YOUR INSTRUCTIONS:
Among the entries that follow, find every line with the word "value" and list it.

Excerpts from a dataset:
★ ★ ★ ★ ★ ★ ★

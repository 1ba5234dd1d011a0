use crate::error::ImageError;

/// Image size in pixels
///
/// A struct to represent the size of an image in pixels.
///
/// # Examples
///
/// ```
/// use cifar_aug_image::ImageSize;
///
/// let image_size = ImageSize {
///   width: 10,
///   height: 20,
/// };
///
/// assert_eq!(image_size.width, 10);
/// assert_eq!(image_size.height, 20);
/// ```
#[derive(Clone, Copy, Debug, PartialEq, Eq)]
pub struct ImageSize {
    /// Width of the image in pixels
    pub width: usize,
    /// Height of the image in pixels
    pub height: usize,
}

impl std::fmt::Display for ImageSize {
    fn fmt(&self, f: &mut std::fmt::Formatter) -> std::fmt::Result {
        write!(
            f,
            "ImageSize {{ width: {}, height: {} }}",
            self.width, self.height
        )
    }
}

impl From<[usize; 2]> for ImageSize {
    fn from(size: [usize; 2]) -> Self {
        ImageSize {
            width: size[0],
            height: size[1],
        }
    }
}

/// Number of color planes of a CIFAR-10 image.
pub const CIFAR_CHANNELS: usize = 3;

/// Spatial size of a CIFAR-10 image.
pub const CIFAR_IMAGE_SIZE: ImageSize = ImageSize {
    width: 32,
    height: 32,
};

/// A CIFAR-10 image: three planes of 32x32 bytes.
pub type CifarImage = Image<u8, CIFAR_CHANNELS>;

/// Represents an image with pixel data.
///
/// The pixels are stored planar, i.e. with shape (C, H, W): all the rows of the
/// first channel, then all the rows of the second channel, and so on. This is
/// the layout of the CIFAR-10 archives.
#[derive(Clone, Debug, PartialEq)]
pub struct Image<T, const CHANNELS: usize> {
    data: Vec<T>,
    size: ImageSize,
}

impl<T, const CHANNELS: usize> Image<T, CHANNELS> {
    /// Create a new image from planar pixel data.
    ///
    /// # Arguments
    ///
    /// * `size` - The size of the image in pixels.
    /// * `data` - The pixel data of the image in (C, H, W) order.
    ///
    /// # Errors
    ///
    /// If the length of the pixel data does not match the image size, an error is returned.
    ///
    /// # Examples
    ///
    /// ```
    /// use cifar_aug_image::{Image, ImageSize};
    ///
    /// let image = Image::<u8, 3>::new(
    ///    ImageSize {
    ///       width: 10,
    ///       height: 20,
    ///    },
    ///    vec![0u8; 10 * 20 * 3],
    /// ).unwrap();
    ///
    /// assert_eq!(image.size().width, 10);
    /// assert_eq!(image.size().height, 20);
    /// assert_eq!(image.num_channels(), 3);
    /// ```
    pub fn new(size: ImageSize, data: Vec<T>) -> Result<Self, ImageError> {
        // check if the data length matches the image size
        if data.len() != size.width * size.height * CHANNELS {
            return Err(ImageError::InvalidChannelShape(
                data.len(),
                size.width * size.height * CHANNELS,
            ));
        }

        Ok(Self { data, size })
    }

    /// Create a new image with the given size and a constant pixel value.
    ///
    /// # Examples
    ///
    /// ```
    /// use cifar_aug_image::{Image, ImageSize};
    ///
    /// let image = Image::<u8, 3>::from_size_val(
    ///   ImageSize {
    ///     width: 10,
    ///     height: 20,
    ///   }, 0u8).unwrap();
    ///
    /// assert_eq!(image.shape(), [3, 20, 10]);
    /// ```
    pub fn from_size_val(size: ImageSize, val: T) -> Result<Self, ImageError>
    where
        T: Clone,
    {
        let data = vec![val; size.width * size.height * CHANNELS];
        Image::new(size, data)
    }

    /// Create a new image from interleaved (H, W, C) pixel data.
    ///
    /// This is the layout produced by most image decoders.
    pub fn from_interleaved(size: ImageSize, data: &[T]) -> Result<Self, ImageError>
    where
        T: Copy,
    {
        let plane = size.width * size.height;
        if data.len() != plane * CHANNELS {
            return Err(ImageError::InvalidChannelShape(data.len(), plane * CHANNELS));
        }

        let mut planar = Vec::with_capacity(data.len());
        for c in 0..CHANNELS {
            planar.extend(data.iter().skip(c).step_by(CHANNELS).copied());
        }

        Image::new(size, planar)
    }

    /// Convert the planar pixel data into interleaved (H, W, C) order.
    ///
    /// # Examples
    ///
    /// ```
    /// use cifar_aug_image::{Image, ImageSize};
    ///
    /// let image = Image::<u8, 3>::new(
    ///     ImageSize { width: 2, height: 1 },
    ///     vec![1, 2, 10, 20, 100, 200],
    /// ).unwrap();
    ///
    /// assert_eq!(image.to_interleaved(), vec![1, 10, 100, 2, 20, 200]);
    /// ```
    pub fn to_interleaved(&self) -> Vec<T>
    where
        T: Copy,
    {
        let plane = self.plane_len();
        (0..plane)
            .flat_map(|i| (0..CHANNELS).map(move |c| self.data[c * plane + i]))
            .collect()
    }

    /// Cast the pixel data of the image to a different type.
    ///
    /// # Errors
    ///
    /// If a pixel value cannot be represented in the target type, an error is returned.
    pub fn cast<U>(&self) -> Result<Image<U, CHANNELS>, ImageError>
    where
        U: num_traits::NumCast,
        T: num_traits::NumCast + Copy,
    {
        let casted_data = self
            .data
            .iter()
            .map(|&x| U::from(x).ok_or(ImageError::CastError))
            .collect::<Result<Vec<U>, ImageError>>()?;

        Image::new(self.size, casted_data)
    }

    /// Get the size of the image in pixels.
    pub fn size(&self) -> ImageSize {
        self.size
    }

    /// Get the shape of the image as (channels, rows, cols).
    pub fn shape(&self) -> [usize; 3] {
        [CHANNELS, self.size.height, self.size.width]
    }

    /// Get the number of columns of the image.
    pub fn cols(&self) -> usize {
        self.width()
    }

    /// Get the number of rows of the image.
    pub fn rows(&self) -> usize {
        self.height()
    }

    /// Get the width of the image in pixels.
    pub fn width(&self) -> usize {
        self.size.width
    }

    /// Get the height of the image in pixels.
    pub fn height(&self) -> usize {
        self.size.height
    }

    /// Get the number of channels in the image.
    pub fn num_channels(&self) -> usize {
        CHANNELS
    }

    /// Number of pixels in a single channel plane.
    pub fn plane_len(&self) -> usize {
        self.size.width * self.size.height
    }

    /// Get the raw planar pixel data.
    pub fn as_slice(&self) -> &[T] {
        &self.data
    }

    /// Get the raw planar pixel data mutably.
    pub fn as_slice_mut(&mut self) -> &mut [T] {
        &mut self.data
    }

    /// Consume the image and return its planar pixel data.
    pub fn into_vec(self) -> Vec<T> {
        self.data
    }

    /// Get a single channel plane as a row-major slice.
    ///
    /// # Errors
    ///
    /// If the channel index is out of bounds, an error is returned.
    pub fn plane(&self, channel: usize) -> Result<&[T], ImageError> {
        if channel >= CHANNELS {
            return Err(ImageError::PixelIndexOutOfBounds(
                channel,
                0,
                0,
                self.shape(),
            ));
        }
        let plane = self.plane_len();
        Ok(&self.data[channel * plane..(channel + 1) * plane])
    }

    /// Get the value at `[channel, row, col]`, or `None` if out of bounds.
    ///
    /// # Examples
    ///
    /// ```
    /// use cifar_aug_image::{Image, ImageSize};
    ///
    /// let image = Image::<u8, 2>::new(
    ///     ImageSize { width: 2, height: 1 },
    ///     vec![1, 2, 3, 4],
    /// ).unwrap();
    ///
    /// assert_eq!(image.get([1, 0, 1]), Some(&4));
    /// assert_eq!(image.get([2, 0, 0]), None);
    /// ```
    pub fn get(&self, index: [usize; 3]) -> Option<&T> {
        let offset = self.offset(index)?;
        self.data.get(offset)
    }

    /// Set the value at `[channel, row, col]`.
    ///
    /// # Errors
    ///
    /// If the index is out of bounds, an error is returned.
    pub fn set(&mut self, index: [usize; 3], val: T) -> Result<(), ImageError> {
        let [c, r, col] = index;
        let offset = self
            .offset(index)
            .ok_or(ImageError::PixelIndexOutOfBounds(c, r, col, self.shape()))?;
        self.data[offset] = val;
        Ok(())
    }

    fn offset(&self, [c, r, col]: [usize; 3]) -> Option<usize> {
        if c >= CHANNELS || r >= self.rows() || col >= self.cols() {
            return None;
        }
        Some(c * self.plane_len() + r * self.cols() + col)
    }
}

★ ★ ★ ★ ★ ★ ★

RESPONSE BOX:
    /// Create a new image with the given size and a constant pixel value.
    /// If a pixel value cannot be represented in the target type, an error is returned.
    /// Get the value at `[channel, row, col]`, or `None` if out of bounds.
    /// Set the value at `[channel, row, col]`.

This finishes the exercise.